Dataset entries
◆ ◆ ◆ ◆ ◆ ◆ ◆

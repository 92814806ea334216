pub mod activities;
pub mod auth;
mod client;
pub mod materials;
pub mod uploads;

pub use client::ApiClient;
pub use uploads::ProgressHandle;
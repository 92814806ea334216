use std::sync::{Arc, Mutex};
use tracing::instrument;

use super::actions::{begin, settle, ActionState};
use crate::api::{self, ApiClient};
use crate::core::{AppError, Notifier};
use crate::models::activities::GeneratedContent;
use crate::session::SessionStore;

/// Holds the activity/lesson-plan output for one page view. A second
/// generation replaces the displayed result; nothing accumulates.
pub struct GenerationPanel {
    client: Arc<ApiClient>,
    session: Arc<SessionStore>,
    notifier: Notifier,
    state: Mutex<ActionState<GeneratedContent>>,
}

impl GenerationPanel {
    pub fn new(client: Arc<ApiClient>, session: Arc<SessionStore>, notifier: Notifier) -> Self {
        Self {
            client,
            session,
            notifier,
            state: Mutex::new(ActionState::Idle),
        }
    }

    pub fn state(&self) -> ActionState<GeneratedContent> {
        self.state
            .lock()
            .map(|state| state.clone())
            .unwrap_or(ActionState::Idle)
    }

    pub fn content(&self) -> Option<GeneratedContent> {
        match self.state() {
            ActionState::Success(content) => Some(content),
            _ => None,
        }
    }

    pub fn reset(&self) {
        settle(&self.state, ActionState::Idle);
    }

    #[instrument(name = "Generate Content", skip(self))]
    pub async fn generate(&self, material_id: &str) -> Result<GeneratedContent, AppError> {
        if !self.session.is_authenticated() {
            let error = AppError::auth_required("Você precisa fazer login para gerar atividades");
            self.notifier.error(error.message());
            return Err(error);
        }
        begin(&self.state, "Geração já em andamento")?;

        match api::activities::generate(&self.client, material_id).await {
            Ok(content) => {
                settle(&self.state, ActionState::Success(content.clone()));
                self.notifier.success("Atividades geradas com sucesso");
                Ok(content)
            }
            Err(error) => {
                let error = self.session.absorb_unauthorized(error);
                tracing::warn!(material_id, error = %error, "generation failed");
                settle(&self.state, ActionState::Failed(error.message()));
                self.notifier.error(error.message());
                Err(error)
            }
        }
    }
}
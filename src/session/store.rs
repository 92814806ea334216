use secrecy::Secret;
use std::sync::Arc;
use tokio::sync::watch;
use tracing::instrument;

use crate::api::{self, ApiClient};
use crate::core::{AppError, Notifier, QueryCache};
use crate::models::users::{
    ChangePasswordPayload, LoginPayload, RegisterPayload, UpdateProfilePayload, User,
};

#[derive(Debug, Clone, Copy, PartialEq, Eq)]
pub enum SessionPhase {
    /// A held credential is being re-verified against the backend.
    Restoring,
    Authenticated,
    Anonymous,
}

#[derive(Debug, Clone, PartialEq)]
pub struct SessionSnapshot {
    pub user: Option<User>,
    pub phase: SessionPhase,
}

impl SessionSnapshot {
    pub fn is_authenticated(&self) -> bool {
        self.phase == SessionPhase::Authenticated && self.user.is_some()
    }

    pub fn loading(&self) -> bool {
        self.phase == SessionPhase::Restoring
    }
}

/// The one owner of session state. The bearer credential lives in
/// process memory only, inside the shared [`ApiClient`]; user identity
/// is published through a watch channel so dependent views re-render
/// on every change without polling. All writes go through the methods
/// below.
pub struct SessionStore {
    client: Arc<ApiClient>,
    cache: Arc<QueryCache>,
    notifier: Notifier,
    state: watch::Sender<SessionSnapshot>,
}

impl SessionStore {
    pub fn new(client: Arc<ApiClient>, cache: Arc<QueryCache>, notifier: Notifier) -> Self {
        let (state, _) = watch::channel(SessionSnapshot {
            user: None,
            phase: SessionPhase::Anonymous,
        });
        Self {
            client,
            cache,
            notifier,
            state,
        }
    }

    pub fn subscribe(&self) -> watch::Receiver<SessionSnapshot> {
        self.state.subscribe()
    }

    pub fn snapshot(&self) -> SessionSnapshot {
        self.state.borrow().clone()
    }

    pub fn is_authenticated(&self) -> bool {
        self.state.borrow().is_authenticated()
    }

    pub fn current_user(&self) -> Option<User> {
        self.state.borrow().user.clone()
    }

    /// Logs in and publishes the new identity before returning, so a
    /// caller that re-renders on the answer already sees it.
    #[instrument(name = "Session Login", skip(self, payload))]
    pub async fn login(&self, payload: &LoginPayload) -> Result<User, AppError> {
        let auth = api::auth::login(&self.client, payload).await?;
        self.client.set_bearer(Some(Secret::new(auth.token)));
        self.publish(Some(auth.user.clone()), SessionPhase::Authenticated);
        tracing::info!(user_id = %auth.user.id, "session established");
        Ok(auth.user)
    }

    #[instrument(name = "Session Register", skip(self, payload))]
    pub async fn register(&self, payload: &RegisterPayload) -> Result<User, AppError> {
        let auth = api::auth::register(&self.client, payload).await?;
        self.client.set_bearer(Some(Secret::new(auth.token)));
        self.publish(Some(auth.user.clone()), SessionPhase::Authenticated);
        tracing::info!(user_id = %auth.user.id, "account created, session established");
        Ok(auth.user)
    }

    /// Tells the backend goodbye (best effort) and always resets local
    /// state, wiping every cached user-scoped view with it.
    #[instrument(name = "Session Logout", skip(self))]
    pub async fn logout(&self) {
        if self.client.has_bearer() {
            if let Err(error) = api::auth::logout(&self.client).await {
                tracing::warn!(error = %error, "logout request failed, resetting locally anyway");
            }
        }
        self.force_logout();
    }

    /// Re-verifies a credential already held in memory. An invalid or
    /// expired credential deterministically lands on Anonymous; stale
    /// user data never survives the attempt.
    #[instrument(name = "Session Restore", skip(self))]
    pub async fn restore(&self) {
        if !self.client.has_bearer() {
            self.publish(None, SessionPhase::Anonymous);
            return;
        }

        self.publish(self.current_user(), SessionPhase::Restoring);
        match api::auth::verify_session(&self.client).await {
            Ok(user) => self.publish(Some(user), SessionPhase::Authenticated),
            Err(error) => {
                tracing::info!(error = %error, "session restore failed, resetting");
                self.force_logout();
            }
        }
    }

    /// Fetches the profile from the backend and refreshes the cached
    /// identity with it.
    #[instrument(name = "Session Profile", skip(self))]
    pub async fn profile(&self) -> Result<User, AppError> {
        let user = api::auth::get_profile(&self.client)
            .await
            .map_err(|error| self.absorb_unauthorized(error))?;
        self.publish(Some(user.clone()), SessionPhase::Authenticated);
        Ok(user)
    }

    #[instrument(name = "Session Update Profile", skip(self, payload))]
    pub async fn update_profile(&self, payload: &UpdateProfilePayload) -> Result<User, AppError> {
        let user = api::auth::update_profile(&self.client, payload)
            .await
            .map_err(|error| self.absorb_unauthorized(error))?;
        // refresh the cached identity before anyone is told it worked
        self.publish(Some(user.clone()), SessionPhase::Authenticated);
        self.notifier.success("Perfil atualizado com sucesso");
        Ok(user)
    }

    #[instrument(name = "Session Change Password", skip(self, payload))]
    pub async fn change_password(&self, payload: &ChangePasswordPayload) -> Result<(), AppError> {
        api::auth::change_password(&self.client, payload)
            .await
            .map_err(|error| self.absorb_unauthorized(error))?;
        self.notifier.success("Senha alterada com sucesso");
        Ok(())
    }

    /// Drops the credential, the user and every cached user-scoped
    /// view. This is the landing point of every observed 401.
    pub fn force_logout(&self) {
        self.client.set_bearer(None);
        self.cache.clear();
        self.publish(None, SessionPhase::Anonymous);
    }

    /// Funnels a 401 from any authenticated operation into a full
    /// session reset, then hands the error back for the caller to
    /// surface. Never retries.
    pub(crate) fn absorb_unauthorized(&self, error: AppError) -> AppError {
        if error.is_unauthorized() {
            tracing::info!("credential rejected by the backend, resetting session");
            self.force_logout();
        }
        error
    }

    fn publish(&self, user: Option<User>, phase: SessionPhase) {
        self.state.send_replace(SessionSnapshot { user, phase });
    }
}
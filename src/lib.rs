//! Client layer of the Banco Colaborativo de Recursos Didáticos: typed
//! wrappers over the backend REST API, the observable session store,
//! validated form payloads, the query cache and the async view-model
//! state machines (feed, actions, upload, generation, dashboard).
//!
//! Wiring is explicit — nothing global:
//!
//! ```no_run
//! use std::sync::Arc;
//! use banco_didatico::api::ApiClient;
//! use banco_didatico::catalog::MaterialsFeed;
//! use banco_didatico::core::{AppConfig, Notifier, QueryCache};
//! use banco_didatico::session::SessionStore;
//!
//! # fn main() -> Result<(), anyhow::Error> {
//! let config = AppConfig::new()?;
//! let client = Arc::new(ApiClient::build(&config)?);
//! let cache = Arc::new(QueryCache::new(config.catalog.cache_ttl_secs));
//! let (notifier, _notifications) = Notifier::new();
//!
//! let session = Arc::new(SessionStore::new(
//!     Arc::clone(&client),
//!     Arc::clone(&cache),
//!     notifier.clone(),
//! ));
//! let feed = MaterialsFeed::new(
//!     Arc::clone(&client),
//!     Arc::clone(&session),
//!     Arc::clone(&cache),
//!     config.catalog.default_page_size,
//! );
//! # let _ = feed;
//! # Ok(())
//! # }
//! ```

pub mod api;
pub mod catalog;
pub mod core;
pub mod models;
pub mod session;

◆ ◆ ◆ ◆ ◆ ◆ ◆

DESCRIPTION OF THE TASK. Lines holding the word "channel" in the entries above are the ones to pull out. Copy them all.

THE ANSWER.
/// is published through a watch channel so dependent views re-render
        let (state, _) = watch::channel(SessionSnapshot {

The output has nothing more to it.